Cross-cutting analysis from 49 prompt-output evaluations across 13 categories.
Across 49 independent prompts, the model maintained a stable, coherent characterisation of the speaker: Irish male, late 30s, fatigued, conversational, technically articulate, unscripted. No contradictions were detected between outputs. Accent identification (Irish, Cork origin, with international influence) was consistent across the accent, accent-expert, hybrid-accent-analysis, and phonetic-analysis prompts.
The model correctly identified the Irish accent across every relevant prompt, with the expert analysis producing forensic-linguistics-grade output referencing specific vowel sets (GOAT set), rhoticity patterns, and prosodic contours. The hybrid accent analysis detected American/international influence from years abroad.

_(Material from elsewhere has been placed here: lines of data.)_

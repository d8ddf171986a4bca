//! HTTP API response DTOs.

use serde::{Deserialize, Serialize};

/// One entry of the online-users snapshot
#[derive(Debug, Clone, PartialEq, Eq, Serialize, Deserialize)]
pub struct OnlineUserDto {
    /// Server-assigned connection id
    pub id: String,
    pub username: String,
}

/// Response body for `GET /online-users`
#[derive(Debug, Clone, PartialEq, Eq, Serialize, Deserialize)]
#[serde(rename_all = "camelCase")]
pub struct OnlineUsersDto {
    pub online_users: Vec<OnlineUserDto>,
}
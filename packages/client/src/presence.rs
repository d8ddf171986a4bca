//! Presence snapshot fetching.
//!
//! The membership-changed event carries no payload; it is a hint to call
//! this endpoint and replace the panel with the authoritative snapshot.

use irori_server::infrastructure::dto::http::OnlineUsersDto;

use super::error::ClientError;

/// Fetch the online-users snapshot from the read endpoint.
///
/// A failure is reported to the caller, which leaves the roster at its last
/// known state; there is no retry.
pub async fn fetch_online_users(
    client: &reqwest::Client,
    api_url: &str,
) -> Result<OnlineUsersDto, ClientError> {
    let url = format!("{}/online-users", api_url.trim_end_matches('/'));

    let response = client
        .get(&url)
        .send()
        .await
        .map_err(|e| ClientError::PresenceQueryFailed(e.to_string()))?;

    response
        .json::<OnlineUsersDto>()
        .await
        .map_err(|e| ClientError::PresenceQueryFailed(e.to_string()))
}
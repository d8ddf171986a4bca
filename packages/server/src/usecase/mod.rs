//! UseCase layer: application services orchestrating the domain seams.

mod connect_session;
mod disconnect_session;
mod error;
mod get_online_users;
mod register_identity;
mod relay_message;

pub use connect_session::ConnectSessionUseCase;
pub use disconnect_session::{DisconnectOutcome, DisconnectSessionUseCase};
pub use error::{RegisterError, RelayError};
pub use get_online_users::GetOnlineUsersUseCase;
pub use register_identity::{RegisterIdentityUseCase, RegistrationOutcome};
pub use relay_message::RelayMessageUseCase;
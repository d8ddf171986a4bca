mod http;
mod websocket;

pub use http::{get_online_users, health_check};
pub use websocket::websocket_handler;
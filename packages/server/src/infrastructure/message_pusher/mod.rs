//! メッセージ送信（通知）の実装
//!
//! このモジュールは `MessagePusher` trait の具体的な実装を提供します。
//!
//! - `websocket`: WebSocket を使った実装

pub mod websocket;

pub use websocket::WebSocketMessagePusher;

The EQ recommendation was the most practically useful output in the entire set: a full signal chain (high-pass at 80–100Hz, 250Hz cut, 3–5kHz presence boost, de-esser, 3:1 compressor, limiter at −1.0dB) that could be directly applied in a DAW. The single-fix distillation correctly prioritised the high-pass filter.
The model accurately identified the baseline state as fatigued and overwhelmed, with shifts toward enthusiasm during technical discussion. The valence-arousal mapping applied Russell's circumplex model to produce structured, time-coded emotional trajectories — a format genuinely useful for affective computing research.
Many outputs that claim to be based on "acoustic features" or "spectral analysis" appear to derive conclusions primarily from speech content. Geographic location inference identified Jerusalem — because the speaker said "I live in Jerusalem," not from ambient audio. Age detection caught the speaker's self-correction ("I am 36, no, 37") rather than performing F0-based age estimation.
This is the single biggest caveat for claims about the model's audio understanding capabilities versus its language understanding capabilities.
Outputs referencing "spectral analysis," "formant spacing," and "fundamental frequency" use these terms plausibly but without providing actual measurements. The deepfake detection output claimed 98% confidence and cited "jitter in high-frequency regions" — but it is unclear whether the model performed real signal processing or generated technically-flavoured prose. The height estimation (178cm) cited "formant spacing" evidence described only in vague terms, and the figure suspiciously matches the statistical mean for adult males.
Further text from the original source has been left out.